In uw nieuwe boek De zevende functie van taal tapt u uit een heel ander vaatje: in deze virtuoze, satirische roman vertrekt u opnieuw van historische feiten, ditmaal het kringetje van Franse filosofen van de jaren zeventig en tachtig met figuren als Roland Barthes en Michel Foucault, maar hier fantaseert u er juist lustig op los!
‘Haha, dat is waar, ik had nu zin om iets anders te doen dan in HhhH. Het boek is wat mij betreft niet een pure satire maar ook een liefdesverklaring aan de semiologie, de nieuwe tak van wetenschap die toen in zwang was met Barthes en Umberto Eco als boegbeelden. Neem nu deze huiskamer: hieruit kunt u al zoveel afleiden over wie ik ben. Daarom gaat de detective in mijn boek, die moet onderzoeken wie Roland Barthes vermoord heeft, op pad met een jonge semioticus die de tekenleer en het duiden van tekens zo goed verstaat dat hij meteen alles van iemand weet: waar hij woont, wat voor werk hij doet, wat zijn vader en moeder voor mensen waren en ga zo maar door.’
De vraag was eigenlijk: waarom doet u in uw tweede boek iets wat u in uw eerste boek zegt te verfoeien: fantaseren op basis van historische feiten.
‘Nee, ik zeg ook in HhhH dat ik hou van what if-scenario’s: stel dat Hitler de oorlog had gewonnen, hoe had de wereld er in de jaren zestig dan uitgezien? Of: stel dat Roland Barthes vermoord zou zijn, wie zou het dan gedaan kunnen hebben en waarom? In mijn nieuwe boek is duidelijk dat het uitgangspunt fictief is.’

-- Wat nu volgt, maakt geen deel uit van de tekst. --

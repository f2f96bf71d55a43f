//! viewpipe-core: surface lifecycle, frame snapshots and event relay.
//!
//! This crate bridges a UI-hosted rendering surface and a native media
//! pipeline without depending on any particular pipeline implementation:
//!
//! - [`SurfaceLifecycleController`] decides when the pipeline is created,
//!   rebound to a new surface, or torn down.
//! - [`CaptureWorker`] snapshots the rendered surface into a [`FrameCache`]
//!   on a dedicated thread, best-effort and lossy, while the pipeline
//!   renders live.
//! - [`FrameCache`] is a single-slot, thread-safe store giving consumers
//!   still-image access to the last rendered frame without touching the
//!   active render path.
//! - [`EventBridge`] relays typed pipeline events to a host [`EventSink`],
//!   fire-and-forget, tagged with the originating view.
//! - [`PlayerView`] composes the above behind the narrow control surface a
//!   host embeds.
//!
//! The pipeline itself lives behind [`PipelineBackend`]; a GStreamer
//! implementation ships in the `viewpipe-gst` crate.

pub mod cache;
pub mod capture;
pub mod events;
pub mod frame;
pub mod pipeline;
pub mod player;
pub mod surface;

pub use cache::FrameCache;
pub use capture::{CaptureConfig, CaptureGate, CaptureOutcome, CaptureWorker, SurfaceCapture};
pub use events::{EventBridge, EventSink, PlayerEvent, ViewId};
pub use frame::{CapturedFrame, FrameBuffer, PixelFormat};
pub use pipeline::{PipelineBackend, PipelineConfig, PipelineError, PipelineState};
pub use player::PlayerView;
pub use surface::{BindingState, SurfaceHandle, SurfaceLifecycleController};
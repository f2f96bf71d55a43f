//! Bus-message relay thread.
//!
//! Maps GStreamer bus messages one-to-one onto [`PlayerEvent`]s in arrival
//! order. The relay imposes no buffering and no retry; a host that is not
//! listening simply misses events.

use std::sync::atomic::{AtomicBool, Ordering};
use std::sync::Arc;
use std::thread::JoinHandle;
use std::time::Instant;

use gstreamer as gst;
use gstreamer::glib;
use gstreamer::prelude::*;

use viewpipe_core::{EventBridge, PlayerEvent};

/// QoS messages tolerated within one window before the stream is restarted.
const QOS_RESTART_THRESHOLD: u32 = 100;
/// The QoS counter resets when a window of this length passes quietly.
const QOS_WINDOW_SECS: u64 = 10;

/// Starts the relay thread. It runs until `stop` is set and the bus is
/// flushed.
pub(crate) fn spawn_relay(
    bus: gst::Bus,
    pipeline: gst::Element,
    bridge: EventBridge,
    stop: Arc<AtomicBool>,
) -> JoinHandle<()> {
    std::thread::spawn(move || relay_loop(bus, pipeline, bridge, stop))
}

fn relay_loop(bus: gst::Bus, pipeline: gst::Element, bridge: EventBridge, stop: Arc<AtomicBool>) {
    tracing::debug!("bus relay started");
    let mut qos_count = 0u32;
    let mut qos_window = Instant::now();

    while !stop.load(Ordering::Acquire) {
        // Returns None once the bus is flushed at shutdown.
        let Some(msg) = bus.timed_pop(gst::ClockTime::NONE) else {
            continue;
        };

        match msg.view() {
            gst::MessageView::Error(err) => {
                let source = err
                    .src()
                    .map(|s| s.name().to_string())
                    .unwrap_or_default();
                let message = err.error().to_string();
                let debug_info = err.debug().map(|d| d.to_string()).unwrap_or_default();
                tracing::error!(%source, %message, "error from pipeline element");
                bridge.dispatch(PlayerEvent::ElementError {
                    source,
                    message,
                    debug_info,
                });
                // An erroring pipeline is shut down, not resumed.
                let _ = pipeline.set_state(gst::State::Null);
            }
            gst::MessageView::Eos(_) => {
                bridge.dispatch(PlayerEvent::Eos);
            }
            gst::MessageView::StateChanged(s) => {
                // Only the pipeline's own transitions, not its children's.
                let from_pipeline = s
                    .src()
                    .map(|src| src == pipeline.upcast_ref::<gst::Object>())
                    .unwrap_or(false);
                if from_pipeline {
                    bridge.dispatch(PlayerEvent::StateChanged {
                        old_state: raw_state(s.old()),
                        new_state: raw_state(s.current()),
                    });
                }
            }
            gst::MessageView::Element(_) => {
                if let Some(s) = msg.structure() {
                    if s.name() == "level" {
                        if let Some(event) = level_event(s) {
                            bridge.dispatch(event);
                        }
                    }
                }
            }
            gst::MessageView::Qos(_) => {
                if qos_window.elapsed().as_secs() >= QOS_WINDOW_SECS {
                    qos_count = 0;
                    qos_window = Instant::now();
                }
                qos_count += 1;
                if qos_count >= QOS_RESTART_THRESHOLD {
                    tracing::warn!(qos_count, "QoS threshold reached, restarting stream");
                    qos_count = 0;
                    qos_window = Instant::now();
                    let _ = pipeline.set_state(gst::State::Null);
                    if pipeline.set_state(gst::State::Playing).is_err() {
                        tracing::error!("failed to restart pipeline after QoS storm");
                    }
                }
            }
            _ => {}
        }
    }

    tracing::debug!("bus relay stopped");
}

/// The native integer value carried on the wire for a pipeline state.
fn raw_state(state: gst::State) -> i32 {
    match state {
        gst::State::Null => 1,
        gst::State::Ready => 2,
        gst::State::Paused => 3,
        gst::State::Playing => 4,
        _ => 0,
    }
}

/// Builds a volume event from a `level` element message.
///
/// The level element reports per-channel dB arrays; only the first channel
/// is metered.
fn level_event(s: &gst::StructureRef) -> Option<PlayerEvent> {
    let rms = first_channel_db(s, "rms")?;
    let peak = first_channel_db(s, "peak")?;
    let decay = first_channel_db(s, "decay")?;
    Some(PlayerEvent::VolumeChanged {
        rms: db_to_linear(rms),
        peak: db_to_linear(peak),
        decay: db_to_linear(decay),
    })
}

fn first_channel_db(s: &gst::StructureRef, field: &str) -> Option<f64> {
    let values = s.get::<glib::ValueArray>(field).ok()?;
    values.first()?.get::<f64>().ok()
}

/// Converts a dB level to linear 0.0..=1.0.
fn db_to_linear(db: f64) -> f64 {
    10f64.powf(db / 20.0)
}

Maar het gaat wel over bestaande personen die deels nog leven, zoals filosoof Bernard-Henri Lévy en schrijver Philippe Sollers. Die worden flink belachelijk gemaakt.
‘Haha ja, vooral die twee. Maar zij kunnen wel tegen een stootje hoor.’
U behoort samen met Emmanuel Carrère en Michel Houellebecq tot de mensen die de Franse literatuur uit een zeker elitarisme getrokken hebben en internationaal terug op de kaart hebben gezet.
‘Dank u wel.’
Wat doet u anders dan een vorige generatie schrijvers?
‘Nou, het heeft misschien te maken met de mix van feit en fictie die je ook bij Carrère en Houellebecq wel ziet. En ik heb zowel in HhhH als in De zevende functie van taal geprobeerd om ritmisch te schrijven en taaiere gedeelten af te wisselen met wat luchtiger passages.’
Dat lukt wonderwel.
‘Ja, dat is nou net de hele uitdaging en daarom duurt het ook zo lang voordat zo’n boek af is!’
U werkte tien jaar aan uw eerste boek, vijf jaar aan uw tweede boek. Is er alweer een nieuw boek op komst?
‘Zeker, ditmaal gaat het over de zestiende eeuw. Ik ben er alweer twee jaar mee bezig en heb net vorige week de eerste pagina’s geschreven.’
Ah, wederom iets historisch dus. Bent u nou eigenlijk een historicus of een romanschrijver?
‘Ik zie geen tegenstelling tussen die twee. Ik heb geschiedenis en Franse literatuur gestudeerd. Het gaat om het vertellen van een verhaal en hoe je dat doet.’
Aan het einde van HhhH citeert u Roland Barthes die ooit zei: ‘probeer vooral niet volledig te zijn’. Wist u toen al waarover uw volgende boek zou gaan?
‘Nee, dat is puur toeval. Maar zoals ik ook in HhhH laat zien: de geschiedenis hangt ook grotendeels van toevalligheden aan elkaar.’